Después de pasar toda la noche braceando
en las frías aguas del Atlántico, llegó exhausto a la orilla justo
cuando empezaban a clarear las primeras luces de la mañana. Exhausto, se
arrojó sobre la arena y, palpando tierra seca, se echó a llorar de
rabia y alegría: sabía que estaba a salvo. Cuando se giró para maldecir a
ese desaprensivo océano que había tratado de acabar con su vida, vio
que allí no había agua sino un inhóspito e interminable desierto. ¡Un
desierto! El náufrago se echó a llorar de nuevo. Pero de repente
vislumbró a lo lejos un reluciente oasis. Venciendo al cansancio, empezó
a correr en dirección hacia el oasis. El suelo, duro y agreste,
lastimaba sus pies desnudos. Loco de emoción –el objetivo estaba cada
vez más cerca–, el náufrago recobró la creencia de que la felicidad es
posible. Aquel pensamiento no duró demasiado, porque a pocos metros de
alcanzar el oasis el desierto se cubrió nuevamente con las frías aguas
del Atlántico. Su vida volvía a correr peligro.
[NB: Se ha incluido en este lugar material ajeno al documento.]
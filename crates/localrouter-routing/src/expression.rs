//! The dynamic-expression resolution strategy.
//!
//! Rule conditions are boolean expressions over intent vector keys, compiled
//! once at startup. A condition referencing a dimension missing from the
//! vector (an evaluator failed or timed out) must not break the request: the
//! evaluation error just skips that rule.

use crate::resolver::{non_empty, Resolver};
use evalexpr::{ContextWithMutableVariables, HashMapContext, Node, Value};
use localrouter_config::ResolutionStrategyConfig;
use std::collections::HashMap;
use tracing::{debug, warn};

struct CompiledRule {
    program: Node,
    target_provider: String,
}

/// Resolves via an ordered list of precompiled boolean rules; the first rule
/// evaluating to true wins.
pub struct ExpressionResolver {
    rules: Vec<CompiledRule>,
    default_provider: String,
}

impl ExpressionResolver {
    /// Compile the configured rules. Rules that fail to compile are logged
    /// and dropped.
    pub fn new(config: &ResolutionStrategyConfig) -> Self {
        let mut rules = Vec::with_capacity(config.rules.len());
        for rule in &config.rules {
            match evalexpr::build_operator_tree(&rule.condition) {
                Ok(program) => rules.push(CompiledRule {
                    program,
                    target_provider: rule.target_provider.clone(),
                }),
                Err(e) => {
                    warn!(condition = %rule.condition, error = %e, "failed to compile resolution rule");
                }
            }
        }
        Self {
            rules,
            default_provider: config.default_provider.clone(),
        }
    }
}

impl Resolver for ExpressionResolver {
    fn name(&self) -> &str {
        "dynamic_expression"
    }

    fn resolve(&self, vector: &HashMap<String, f64>) -> Option<String> {
        let mut context = HashMapContext::new();
        for (dimension, score) in vector {
            // Integral scores go in as integers so that `dim == 0` matches
            // classifier outputs; the engine's equality is typed.
            let value = if score.fract() == 0.0 && score.abs() < i64::MAX as f64 {
                Value::Int(*score as i64)
            } else {
                Value::Float(*score)
            };
            let _ = context.set_value(dimension.clone(), value);
        }

        for rule in &self.rules {
            match rule.program.eval_with_context(&context) {
                Ok(Value::Boolean(true)) => {
                    return Some(rule.target_provider.clone());
                }
                Ok(_) => {}
                Err(e) => {
                    // Typically an undefined dimension; skip the rule.
                    debug!(target = %rule.target_provider, error = %e, "rule evaluation skipped");
                }
            }
        }

        non_empty(&self.default_provider)
    }
}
Tuvo que sacar fuerzas de flaqueza para
bracear por segunda vez hasta ganar la orilla. Afortunadamente, en esta
ocasión las olas jugaban a su favor. Y también por segunda vez alcanzó
la arena, tumbándose sobre ella, más exhausto aun si cabe, ahora con más
rabia que alegría, prometiéndose no abrir los ojos bajo ningún
concepto. Y en esa posición hubiera estado un día entero de no ser
porque su mujer entró en la habitación, vistiendo un raída bata de color
fucsia, los rulos en la cabeza y los brazos en jarras, para
preguntarle, airada, si tenía pensado quedarse toda la mañana del
domingo en la cama, o si por el contrario iba a levantarse de una vez
para ayudarle en las tareas domésticas.
El hombre, incapaz de seguir escuchando
la voz agreste de su malhumorada esposa, por la que ya no sentía sino
hastío, se tapó los oídos y hundió el rostro en la vivificante arena.